The anti-Asian hate, it’s something we’ve thought about a lot. I remember being up in Portland with my younger son and us saying, “Hmm, do we really want to go downtown? We are Asian.” I’m thinking, that is not the way I want my kids to feel living in the United States, living in progressive areas on the West Coast. How awful is it that you grow up thinking, “I can’t walk down the street?”
Michelle Tam: When our parents came in the late ‘60s and early ‘70s, it was all about assimilating, being a model minority and not making any waves —
Henry Fong: Trying to blend in with the dominant culture as quickly as you possibly could.
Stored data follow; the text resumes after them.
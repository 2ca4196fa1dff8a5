use sqlx::{PgPool, Postgres, QueryBuilder};
use uuid::Uuid;

use crate::core::error::{AppError, Result};
use crate::features::taxonomy::dtos::DepartmentView;
use crate::features::taxonomy::models::{Category, Department};

const CATEGORY_SELECT: &str = r#"
    SELECT c.id, c.department_id, c.name, d.name AS department_name
    FROM categories c
    JOIN departments d ON d.id = c.department_id
"#;

/// Service for department and category lookups
pub struct TaxonomyService {
    pool: PgPool,
}

impl TaxonomyService {
    pub fn new(pool: PgPool) -> Self {
        Self { pool }
    }

    /// All departments ordered by name
    pub async fn list_departments(&self) -> Result<Vec<Department>> {
        sqlx::query_as::<_, Department>(
            r#"
            SELECT id, name, description
            FROM departments
            ORDER BY name, id
            "#,
        )
        .fetch_all(&self.pool)
        .await
        .map_err(|e| {
            tracing::error!("Failed to list departments: {:?}", e);
            AppError::Database(e)
        })
    }

    /// Categories ordered by department name then category name, optionally
    /// restricted to one department
    pub async fn list_categories(&self, department_id: Option<Uuid>) -> Result<Vec<Category>> {
        let mut qb: QueryBuilder<Postgres> = QueryBuilder::new(CATEGORY_SELECT);

        if let Some(department_id) = department_id {
            qb.push(" WHERE c.department_id = ");
            qb.push_bind(department_id);
        }

        qb.push(" ORDER BY d.name, c.name, c.id");

        qb.build_query_as::<Category>()
            .fetch_all(&self.pool)
            .await
            .map_err(|e| {
                tracing::error!("Failed to list categories: {:?}", e);
                AppError::Database(e)
            })
    }

    pub async fn get_category(&self, id: Uuid) -> Result<Option<Category>> {
        let mut qb: QueryBuilder<Postgres> = QueryBuilder::new(CATEGORY_SELECT);
        qb.push(" WHERE c.id = ");
        qb.push_bind(id);

        qb.build_query_as::<Category>()
            .fetch_optional(&self.pool)
            .await
            .map_err(|e| {
                tracing::error!("Failed to get category: {:?}", e);
                AppError::Database(e)
            })
    }

    /// Departments each with their categories
    pub async fn grouped(&self) -> Result<Vec<DepartmentView>> {
        let departments = self.list_departments().await?;
        let categories = self.list_categories(None).await?;

        Ok(DepartmentView::group(departments, categories))
    }
}
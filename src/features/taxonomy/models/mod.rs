mod category;
mod department;

pub use category::Category;
pub use department::Department;
use chrono::{DateTime, Utc};
use serde::Serialize;
use sqlx::FromRow;
use uuid::Uuid;

use super::GrievanceStatus;

/// Database model for grievance
#[derive(Debug, Clone, FromRow)]
pub struct Grievance {
    pub id: Uuid,
    pub reference_id: String,
    pub title: String,
    pub description: String,
    pub category_id: Uuid,
    pub user_id: Uuid,
    pub status: GrievanceStatus,
    pub attachment_key: Option<String>,
    pub attachment_name: Option<String>,
    pub attachment_content_type: Option<String>,
    pub created_at: DateTime<Utc>,
    pub updated_at: DateTime<Utc>,
}

/// Grievance joined with its category, department and submitter, as rendered
/// in lists and detail pages
#[derive(Debug, Clone, FromRow, Serialize)]
pub struct GrievanceView {
    pub id: Uuid,
    pub reference_id: String,
    pub title: String,
    pub description: String,
    pub status: GrievanceStatus,
    pub category_id: Uuid,
    pub category_name: String,
    pub department_name: String,
    pub user_id: Uuid,
    pub submitter_username: String,
    pub submitter_first_name: String,
    pub submitter_last_name: String,
    pub attachment_key: Option<String>,
    pub attachment_name: Option<String>,
    pub attachment_content_type: Option<String>,
    pub created_at: DateTime<Utc>,
    pub updated_at: DateTime<Utc>,
}

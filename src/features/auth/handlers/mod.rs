mod auth_handler;

pub use auth_handler::*;
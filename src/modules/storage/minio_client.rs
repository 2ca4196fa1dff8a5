//! MinIO/S3-compatible attachment storage
//!
//! Uses rust-s3 crate for lightweight S3 operations.

use async_trait::async_trait;
use s3::creds::Credentials;
use s3::{Bucket, BucketConfiguration, Region};
use tracing::{debug, info, warn};

use super::AttachmentStorage;
use crate::core::config::MinIOConfig;
use crate::core::error::AppError;

/// MinIO/S3-compatible storage client
pub struct MinIOClient {
    bucket: Box<Bucket>,
    region: Region,
    credentials: Credentials,
    endpoint: String,
}

impl MinIOClient {
    /// Create a new MinIO client from configuration
    ///
    /// The bucket is created if it doesn't exist.
    pub async fn new(config: MinIOConfig) -> Result<Self, AppError> {
        let credentials = Credentials::new(
            Some(&config.access_key),
            Some(&config.secret_key),
            None,
            None,
            None,
        )
        .map_err(|e| AppError::Storage(format!("Failed to create MinIO credentials: {}", e)))?;

        let region = Region::Custom {
            region: config.region.clone(),
            endpoint: config.endpoint.clone(),
        };

        let mut bucket = Bucket::new(&config.bucket, region.clone(), credentials.clone())
            .map_err(|e| AppError::Storage(format!("Failed to create MinIO bucket: {}", e)))?;

        // Use path-style URLs for MinIO (http://endpoint/bucket instead of http://bucket.endpoint)
        bucket.set_path_style();

        let client = Self {
            bucket,
            region,
            credentials,
            endpoint: config.endpoint,
        };

        client.ensure_bucket_exists().await;

        info!(
            "MinIO client initialized for endpoint: {}, bucket: {}",
            client.endpoint,
            client.bucket.name()
        );

        Ok(client)
    }

    /// Try to create the bucket; an existing bucket is fine
    async fn ensure_bucket_exists(&self) {
        let created = Bucket::create_with_path_style(
            &self.bucket.name(),
            self.region.clone(),
            self.credentials.clone(),
            BucketConfiguration::default(),
        )
        .await;

        match created {
            Ok(response) if response.success() => {
                info!("Bucket '{}' created successfully", self.bucket.name());
            }
            Ok(response) => {
                debug!(
                    "Bucket '{}' not created ({}), assuming it exists",
                    self.bucket.name(),
                    response.response_code
                );
            }
            Err(e) => {
                warn!(
                    "Could not create bucket '{}': {}. Assuming it exists.",
                    self.bucket.name(),
                    e
                );
            }
        }
    }
}

fn is_success(status: u16) -> bool {
    (200..300).contains(&status)
}

#[async_trait]
impl AttachmentStorage for MinIOClient {
    async fn store(&self, key: &str, data: Vec<u8>, content_type: &str) -> Result<(), AppError> {
        let response = self
            .bucket
            .put_object_with_content_type(key, &data, content_type)
            .await
            .map_err(|e| AppError::Storage(format!("Failed to upload file '{}': {}", key, e)))?;

        if !is_success(response.status_code()) {
            return Err(AppError::Storage(format!(
                "Failed to upload file '{}': status {}",
                key,
                response.status_code()
            )));
        }

        debug!("Uploaded file '{}' to bucket '{}'", key, self.bucket.name());
        Ok(())
    }

    async fn fetch(&self, key: &str) -> Result<Vec<u8>, AppError> {
        let response =
            self.bucket.get_object(key).await.map_err(|e| {
                AppError::Storage(format!("Failed to download file '{}': {}", key, e))
            })?;

        match response.status_code() {
            404 => Err(AppError::NotFound("Attachment not found".to_string())),
            status if is_success(status) => Ok(response.to_vec()),
            status => Err(AppError::Storage(format!(
                "Failed to download file '{}': status {}",
                key, status
            ))),
        }
    }

    async fn delete(&self, key: &str) -> Result<(), AppError> {
        let response = self
            .bucket
            .delete_object(key)
            .await
            .map_err(|e| AppError::Storage(format!("Failed to delete file '{}': {}", key, e)))?;

        match response.status_code() {
            404 => Ok(()),
            status if is_success(status) => {
                debug!("Deleted file '{}' from bucket '{}'", key, self.bucket.name());
                Ok(())
            }
            status => Err(AppError::Storage(format!(
                "Failed to delete file '{}': status {}",
                key, status
            ))),
        }
    }
}
use sparsebench::tensor::{FeatureMap, Tensor};

#[test]
fn tensor_get_set() {
    let mut t = Tensor::new(1, 2, 3, 4);
    t.set(0, 1, 2, 3, 42.0);
    assert_eq!(t.get(0, 1, 2, 3), 42.0);
    assert_eq!(t.data()[23], 42.0);
}

#[test]
fn tensor_fill() {
    let mut t = Tensor::new(1, 1, 2, 2);
    t.fill(7.0);
    assert_eq!(t.get(0, 0, 0, 0), 7.0);
    assert_eq!(t.get(0, 0, 1, 1), 7.0);
}

#[test]
fn tensor_add_accumulates() {
    let mut t = Tensor::new(1, 1, 1, 2);
    t.add(0, 0, 0, 1, 1.5);
    t.add(0, 0, 0, 1, 2.0);
    assert_eq!(t.get(0, 0, 0, 1), 3.5);
    assert_eq!(t.get(0, 0, 0, 0), 0.0);
}

#[test]
fn tensor_row_major_strides() {
    let t = Tensor::new(2, 3, 4, 5);
    assert_eq!(t.index(1, 2, 3, 4), 2 * 3 * 4 * 5 - 1);
    assert_eq!(t.index(0, 1, 0, 0), 20);
    assert_eq!(t.index(0, 0, 1, 0), 5);
}

#[test]
fn tensor_padded_copies_interior() {
    let t = Tensor::from_vec(1, 1, 2, 2, vec![1.0, 2.0, 3.0, 4.0]).unwrap();
    let p = t.padded(1);
    assert_eq!(p.shape(), [1, 1, 4, 4]);
    assert_eq!(p.get(0, 0, 1, 1), 1.0);
    assert_eq!(p.get(0, 0, 2, 2), 4.0);
    assert_eq!(p.get(0, 0, 0, 0), 0.0);
    assert_eq!(p.count_nonzero(), 4);
}

#[test]
fn tensor_from_vec_rejects_wrong_length() {
    assert!(Tensor::from_vec(1, 1, 2, 2, vec![0.0; 3]).is_none());
}

#[test]
fn tensor_empty() {
    let t = Tensor::empty();
    assert!(t.is_empty());
    assert_eq!(t.to_string(), "0x0x0x0");
}

#[test]
fn feature_map_is_single_channel_tensor() {
    let mut map = FeatureMap::zeros(3, 4);
    map.set(2, 1, 5.0);
    assert_eq!(map.as_tensor().shape(), [1, 1, 3, 4]);
    assert_eq!(map.as_tensor().get(0, 0, 2, 1), 5.0);
    assert_eq!(map.get(3, 0), None);
    assert!((map.density() - 1.0 / 12.0).abs() < 1e-12);
}
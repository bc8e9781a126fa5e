//! Convolution geometry and benchmark configuration.
//!
//! Defaults reproduce the point-cloud benchmark: a 64x4096 single-channel
//! feature map convolved by a 3x3 kernel into 128 output channels, stride 1,
//! no padding, 32 timed iterations.

use std::fs;
use std::path::{Path, PathBuf};

use serde::{Deserialize, Serialize};

use crate::error::{Error, Result};

/// Shape parameters shared by every convolution algorithm.
#[derive(Debug, Clone, Copy, PartialEq, Eq, Serialize, Deserialize)]
#[serde(default)]
pub struct ConvGeometry {
    pub batch: usize,
    pub height: usize,
    pub width: usize,
    pub in_channels: usize,
    pub out_channels: usize,
    pub kernel_size: usize,
    pub stride: usize,
    pub padding: usize,
}

impl Default for ConvGeometry {
    fn default() -> Self {
        ConvGeometry {
            batch: 1,
            height: 64,
            width: 4096,
            in_channels: 1,
            out_channels: 128,
            kernel_size: 3,
            stride: 1,
            padding: 0,
        }
    }
}

impl ConvGeometry {
    /// Single-channel, batch=1, stride=1 geometry with no padding.
    pub fn single_channel(height: usize, width: usize, out_channels: usize, kernel_size: usize) -> Self {
        ConvGeometry {
            height,
            width,
            out_channels,
            kernel_size,
            ..ConvGeometry::default()
        }
    }

    pub fn with_padding(mut self, padding: usize) -> Self {
        self.padding = padding;
        self
    }

    pub fn with_stride(mut self, stride: usize) -> Self {
        self.stride = stride;
        self
    }

    /// `(HEIGHT - K + 2P) / S + 1`
    pub fn out_height(&self) -> usize {
        (self.height + 2 * self.padding - self.kernel_size) / self.stride + 1
    }

    /// `(WIDTH - K + 2P) / S + 1`
    pub fn out_width(&self) -> usize {
        (self.width + 2 * self.padding - self.kernel_size) / self.stride + 1
    }

    pub fn input_shape(&self) -> [usize; 4] {
        [self.batch, self.in_channels, self.height, self.width]
    }

    pub fn kernel_shape(&self) -> [usize; 4] {
        [self.out_channels, self.in_channels, self.kernel_size, self.kernel_size]
    }

    pub fn output_shape(&self) -> [usize; 4] {
        [self.batch, self.out_channels, self.out_height(), self.out_width()]
    }

    /// Number of kernel taps per output channel: `K^2`.
    pub fn taps(&self) -> usize {
        self.kernel_size * self.kernel_size
    }

    /// Reject geometries for which the output size formula is meaningless.
    pub fn validate(&self) -> Result<()> {
        if self.batch == 0 || self.in_channels == 0 || self.out_channels == 0 {
            return Err(Error::geometry("batch and channel counts must be non-zero"));
        }
        if self.kernel_size == 0 {
            return Err(Error::geometry("kernel_size must be non-zero"));
        }
        if self.stride == 0 {
            return Err(Error::geometry("stride must be non-zero"));
        }
        if self.kernel_size > self.height + 2 * self.padding
            || self.kernel_size > self.width + 2 * self.padding
        {
            return Err(Error::geometry(format!(
                "kernel {k}x{k} does not fit padded input {}x{}",
                self.height + 2 * self.padding,
                self.width + 2 * self.padding,
                k = self.kernel_size,
            )));
        }
        Ok(())
    }
}

/// Everything one benchmark run needs besides the input data itself.
#[derive(Debug, Clone, PartialEq, Serialize, Deserialize)]
#[serde(default)]
pub struct BenchConfig {
    pub geometry: ConvGeometry,
    /// Timed repetitions per algorithm.
    pub iterations: usize,
    /// Value every kernel weight is set to.
    pub kernel_fill: f32,
    /// CSV feature map; a missing file degrades to an all-zero map.
    pub input: Option<PathBuf>,
    /// Generate a random map from `seed` and `density` instead of reading `input`.
    pub synthetic: bool,
    /// Seed for synthetic inputs when no CSV is given.
    pub seed: u64,
    /// Fraction of nonzero entries in a synthetic feature map.
    pub density: f64,
}

impl Default for BenchConfig {
    fn default() -> Self {
        BenchConfig {
            geometry: ConvGeometry::default(),
            iterations: 32,
            kernel_fill: 0.5,
            input: Some(PathBuf::from("pointcloud.csv")),
            synthetic: false,
            seed: 42,
            density: 0.01,
        }
    }
}

impl BenchConfig {
    /// Load a TOML config; unspecified keys keep their defaults.
    pub fn from_file(path: &Path) -> Result<Self> {
        let content = fs::read_to_string(path).map_err(|source| Error::Io {
            path: path.to_path_buf(),
            source,
        })?;
        let config: BenchConfig = toml::from_str(&content).map_err(|source| Error::Config {
            path: path.to_path_buf(),
            source,
        })?;
        config.validate()?;
        Ok(config)
    }

    /// Check the geometry and the numeric run parameters.
    pub fn validate(&self) -> Result<()> {
        self.geometry.validate()?;
        if !(0.0..=1.0).contains(&self.density) {
            return Err(Error::InvalidParameter {
                name: "density",
                reason: format!("{} is not a fraction in [0, 1]", self.density),
            });
        }
        if !self.kernel_fill.is_finite() {
            return Err(Error::InvalidParameter {
                name: "kernel_fill",
                reason: format!("{} is not finite", self.kernel_fill),
            });
        }
        Ok(())
    }

    /// Whether the feature map comes from the random generator.
    pub fn uses_synthetic(&self) -> bool {
        self.synthetic || self.input.is_none()
    }
}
Michelle Tam: Yeah. And so what I love now is that everybody is super proud of being Asian American, and that we are Americans. We aren’t others, which I think we’ve been categorized as forever.
Henry Fong: In the past, I don’t know that we would have been as mindful about explaining, “Where does this particular dish come from?” This is an Indian dish. It’s an egg masala that we got from a friend who’s Parsi. This is the heritage that it comes from, here’s the story behind it.
Our editor asked us about dan tat, Cantonese, or Hong Kong egg tarts. And they were like, “Can we just call them Chinese egg tarts?” And we’re like, “No, because actually, they originated in Hong Kong. They’re the product of a fusion between the Portuguese in Macau, English and Chinese influences. It’s a very specific thing.”
Being able to say that out loud, put it in a book and try to educate folks about the provenance of foods from a very diverse Asian community is actually something that I’m very proud of.